//! Configuration settings for filextransfer
//!
//! Defines the CLI arguments, the caller-owned [`SyncSession`] and the
//! policy enums shared by the indexer and the copy engine.

use clap::{Parser, ValueEnum};
use serde::{Deserialize, Serialize};
use std::path::{Path, PathBuf};

/// Default chunk buffer for streaming copies (64 MiB)
pub const DEFAULT_CHUNK_SIZE: usize = 64 * 1024 * 1024;

/// filextransfer - copy the files a backup tree is missing
#[derive(Parser, Debug, Clone)]
#[command(name = "filextransfer")]
#[command(version = env!("CARGO_PKG_VERSION"))]
#[command(about = "Copy files present in ORIGIN but missing from DESTINATION")]
#[command(long_about = r#"
filextransfer compares two directory trees by relative path and copies every
file that exists under ORIGIN but not under DESTINATION.

Only path presence is compared: a destination file with the same relative
path is considered synchronized, whatever its size, age or content. Nothing
is ever deleted.

Examples:
  filextransfer /data /mnt/backup                  # copy what the backup lacks
  filextransfer /data /mnt/backup -n               # only list missing files
  filextransfer /data /mnt/backup -t /mnt/staging  # compare with backup, copy to staging
  filextransfer /data /mnt/backup --mode fast -p   # whole-file copies with a progress bar
"#)]
pub struct CliArgs {
    /// Origin tree (the data being backed up)
    #[arg(value_name = "ORIGIN")]
    pub origin: PathBuf,

    /// Destination tree compared against origin
    #[arg(value_name = "DESTINATION")]
    pub destination: PathBuf,

    /// Copy missing files into this directory instead of DESTINATION
    #[arg(short = 't', long, value_name = "DIR")]
    pub target: Option<PathBuf>,

    /// Analyze only: list missing files without copying
    #[arg(short = 'n', long)]
    pub dry_run: bool,

    /// Transfer strategy
    #[arg(short = 'm', long, value_enum, default_value = "chunked")]
    pub mode: CopyMode,

    /// Buffer size for chunked copies (e.g., 64M, 512K)
    #[arg(short = 'b', long, default_value = "64M", value_name = "SIZE")]
    pub chunk_size: String,

    /// What to do with unreadable directories and unrepresentable names
    #[arg(long, value_enum, default_value = "fail-fast")]
    pub on_unreadable: TraversalPolicy,

    /// Follow symbolic links while indexing
    #[arg(short = 'L', long)]
    pub follow_symlinks: bool,

    /// Relative path pattern to leave out (glob, repeatable)
    #[arg(long, value_name = "PATTERN")]
    pub exclude: Vec<String>,

    /// Do not write a run log into the copy target
    #[arg(long)]
    pub no_log: bool,

    /// Do not copy access/modification times
    #[arg(long)]
    pub no_preserve_times: bool,

    /// fsync each file before it is renamed into place
    #[arg(long)]
    pub fsync: bool,

    /// Output format for reports
    #[arg(long, value_enum, default_value = "text")]
    pub output_format: OutputFormat,

    /// Show a progress bar
    #[arg(short = 'p', long)]
    pub progress: bool,

    /// Verbose output (can be repeated: -v, -vv, -vvv)
    #[arg(short = 'v', long, action = clap::ArgAction::Count)]
    pub verbose: u8,

    /// Quiet mode (suppress non-error output)
    #[arg(short = 'q', long)]
    pub quiet: bool,
}

/// How a single file is transferred
#[derive(ValueEnum, Debug, Clone, Copy, PartialEq, Eq, Serialize, Deserialize, Default)]
#[serde(rename_all = "lowercase")]
pub enum CopyMode {
    /// One whole-file copy call, permissions and times carried over
    #[value(name = "fast")]
    Fast,
    /// Fixed-size buffer loop, bounded memory for huge files
    #[default]
    #[value(name = "chunked")]
    Chunked,
}

impl CopyMode {
    /// Get human-readable name
    pub fn name(&self) -> &'static str {
        match self {
            Self::Fast => "fast",
            Self::Chunked => "chunked",
        }
    }
}

/// Handling of entries the indexer cannot read or represent
#[derive(ValueEnum, Debug, Clone, Copy, PartialEq, Eq, Serialize, Deserialize, Default)]
#[serde(rename_all = "kebab-case")]
pub enum TraversalPolicy {
    /// Abort indexing at the first problem
    #[default]
    #[value(name = "fail-fast")]
    FailFast,
    /// Leave the entry out and list it in the scan result
    #[value(name = "skip-and-record")]
    SkipAndRecord,
}

/// Output format for reports
#[derive(ValueEnum, Debug, Clone, Copy, PartialEq, Eq, Default)]
pub enum OutputFormat {
    /// Human-readable text
    #[default]
    Text,
    /// JSON format
    Json,
}

/// Everything one analyze-and-copy run needs
///
/// Owned by the caller and passed into the engine; the engine keeps no state
/// of its own between runs.
#[derive(Debug, Clone, Serialize, Deserialize)]
pub struct SyncSession {
    /// Origin tree
    pub origin: PathBuf,
    /// Destination tree used for comparison
    pub destination: PathBuf,
    /// Alternate directory to copy into (defaults to `destination`)
    pub copy_target: Option<PathBuf>,
    /// Transfer strategy
    pub mode: CopyMode,
    /// Buffer size in bytes for chunked copies
    pub chunk_size: usize,
    /// Copy access/modification times
    pub preserve_times: bool,
    /// Flush each copied file to stable storage
    pub fsync: bool,
    /// Traversal error policy
    pub traversal: TraversalPolicy,
    /// Follow symlinks while indexing
    pub follow_symlinks: bool,
    /// Exclude patterns matched against relative paths
    pub exclude_patterns: Vec<String>,
    /// Write a run log into the copy target
    pub write_run_log: bool,
}

impl Default for SyncSession {
    fn default() -> Self {
        Self {
            origin: PathBuf::new(),
            destination: PathBuf::new(),
            copy_target: None,
            mode: CopyMode::Chunked,
            chunk_size: DEFAULT_CHUNK_SIZE,
            preserve_times: true,
            fsync: false,
            traversal: TraversalPolicy::FailFast,
            follow_symlinks: false,
            exclude_patterns: Vec::new(),
            write_run_log: true,
        }
    }
}

impl SyncSession {
    /// Session comparing `origin` against `destination` with defaults
    pub fn new(origin: impl Into<PathBuf>, destination: impl Into<PathBuf>) -> Self {
        Self {
            origin: origin.into(),
            destination: destination.into(),
            ..Default::default()
        }
    }

    /// Directory the missing files are copied into
    pub fn target(&self) -> &Path {
        self.copy_target.as_deref().unwrap_or(&self.destination)
    }

    /// Create session from CLI arguments
    pub fn from_cli(args: &CliArgs) -> Result<Self, String> {
        let chunk_size = parse_size(&args.chunk_size)
            .map_err(|e| format!("Invalid chunk size: {}", e))?;
        if chunk_size == 0 {
            return Err("Invalid chunk size: must be greater than zero".to_string());
        }
        let chunk_size = usize::try_from(chunk_size)
            .map_err(|_| format!("Invalid chunk size: {} does not fit in memory", args.chunk_size))?;

        Ok(Self {
            origin: args.origin.clone(),
            destination: args.destination.clone(),
            copy_target: args.target.clone(),
            mode: args.mode,
            chunk_size,
            preserve_times: !args.no_preserve_times,
            fsync: args.fsync,
            traversal: args.on_unreadable,
            follow_symlinks: args.follow_symlinks,
            exclude_patterns: args.exclude.clone(),
            write_run_log: !args.no_log,
        })
    }
}

/// Parse human-readable size string to bytes
pub fn parse_size(size: &str) -> Result<u64, String> {
    let size = size.trim().to_uppercase();

    if size.is_empty() {
        return Err("Empty size string".to_string());
    }

    let (num_str, multiplier) = if size.ends_with("TB") || size.ends_with('T') {
        let num = size.trim_end_matches(['T', 'B']);
        (num, 1024u64 * 1024 * 1024 * 1024)
    } else if size.ends_with("GB") || size.ends_with('G') {
        let num = size.trim_end_matches(['G', 'B']);
        (num, 1024u64 * 1024 * 1024)
    } else if size.ends_with("MB") || size.ends_with('M') {
        let num = size.trim_end_matches(['M', 'B']);
        (num, 1024u64 * 1024)
    } else if size.ends_with("KB") || size.ends_with('K') {
        let num = size.trim_end_matches(['K', 'B']);
        (num, 1024u64)
    } else if size.ends_with('B') {
        let num = size.trim_end_matches('B');
        (num, 1u64)
    } else {
        // Assume bytes if no suffix
        (size.as_str(), 1u64)
    };

    let num: f64 = num_str
        .trim()
        .parse()
        .map_err(|_| format!("Invalid number: {}", num_str))?;

    if num < 0.0 || !num.is_finite() {
        return Err(format!("Invalid number: {}", num_str));
    }

    Ok((num * multiplier as f64) as u64)
}

#[cfg(test)]
mod tests {
    use super::*;

    fn args(extra: &[&str]) -> CliArgs {
        let mut argv = vec!["filextransfer", "/origin", "/backup"];
        argv.extend_from_slice(extra);
        CliArgs::parse_from(argv)
    }

    #[test]
    fn test_parse_size() {
        assert_eq!(parse_size("1024").unwrap(), 1024);
        assert_eq!(parse_size("1K").unwrap(), 1024);
        assert_eq!(parse_size("1KB").unwrap(), 1024);
        assert_eq!(parse_size("64M").unwrap(), DEFAULT_CHUNK_SIZE as u64);
        assert_eq!(parse_size("1G").unwrap(), 1024 * 1024 * 1024);
        assert_eq!(parse_size("1.5G").unwrap(), (1.5 * 1024.0 * 1024.0 * 1024.0) as u64);
        assert!(parse_size("").is_err());
        assert!(parse_size("lots").is_err());
    }

    #[test]
    fn test_session_defaults_from_cli() {
        let session = SyncSession::from_cli(&args(&[])).unwrap();
        assert_eq!(session.mode, CopyMode::Chunked);
        assert_eq!(session.chunk_size, DEFAULT_CHUNK_SIZE);
        assert_eq!(session.traversal, TraversalPolicy::FailFast);
        assert!(session.preserve_times);
        assert!(!session.fsync);
        assert!(session.write_run_log);
        assert_eq!(session.target(), Path::new("/backup"));
    }

    #[test]
    fn test_alternate_target() {
        let session = SyncSession::from_cli(&args(&["-t", "/staging", "--mode", "fast"])).unwrap();
        assert_eq!(session.target(), Path::new("/staging"));
        assert_eq!(session.destination, PathBuf::from("/backup"));
        assert_eq!(session.mode, CopyMode::Fast);
    }

    #[test]
    fn test_policy_and_flags() {
        let session = SyncSession::from_cli(&args(&[
            "--on-unreadable",
            "skip-and-record",
            "--exclude",
            "*.tmp",
            "--no-log",
            "--no-preserve-times",
            "--fsync",
        ]))
        .unwrap();
        assert_eq!(session.traversal, TraversalPolicy::SkipAndRecord);
        assert_eq!(session.exclude_patterns, vec!["*.tmp".to_string()]);
        assert!(!session.write_run_log);
        assert!(!session.preserve_times);
        assert!(session.fsync);
    }

    #[test]
    fn test_zero_chunk_size_rejected() {
        assert!(SyncSession::from_cli(&args(&["-b", "0"])).is_err());
        assert!(SyncSession::from_cli(&args(&["-b", "huge"])).is_err());
    }
}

Description of the task ::
Only the lines above from the line containing "assert_eq!(session.mode, CopyMode::Chunked);" through the line containing "assert_eq!(session.traversal, TraversalPolicy::SkipAndRecord);" should be retyped, exactly and with both ends included.

Solution to this task ::
        assert_eq!(session.mode, CopyMode::Chunked);
        assert_eq!(session.chunk_size, DEFAULT_CHUNK_SIZE);
        assert_eq!(session.traversal, TraversalPolicy::FailFast);
        assert!(session.preserve_times);
        assert!(!session.fsync);
        assert!(session.write_run_log);
        assert_eq!(session.target(), Path::new("/backup"));
    }

    #[test]
    fn test_alternate_target() {
        let session = SyncSession::from_cli(&args(&["-t", "/staging", "--mode", "fast"])).unwrap();
        assert_eq!(session.target(), Path::new("/staging"));
        assert_eq!(session.destination, PathBuf::from("/backup"));
        assert_eq!(session.mode, CopyMode::Fast);
    }

    #[test]
    fn test_policy_and_flags() {
        let session = SyncSession::from_cli(&args(&[
            "--on-unreadable",
            "skip-and-record",
            "--exclude",
            "*.tmp",
            "--no-log",
            "--no-preserve-times",
            "--fsync",
        ]))
        .unwrap();
        assert_eq!(session.traversal, TraversalPolicy::SkipAndRecord);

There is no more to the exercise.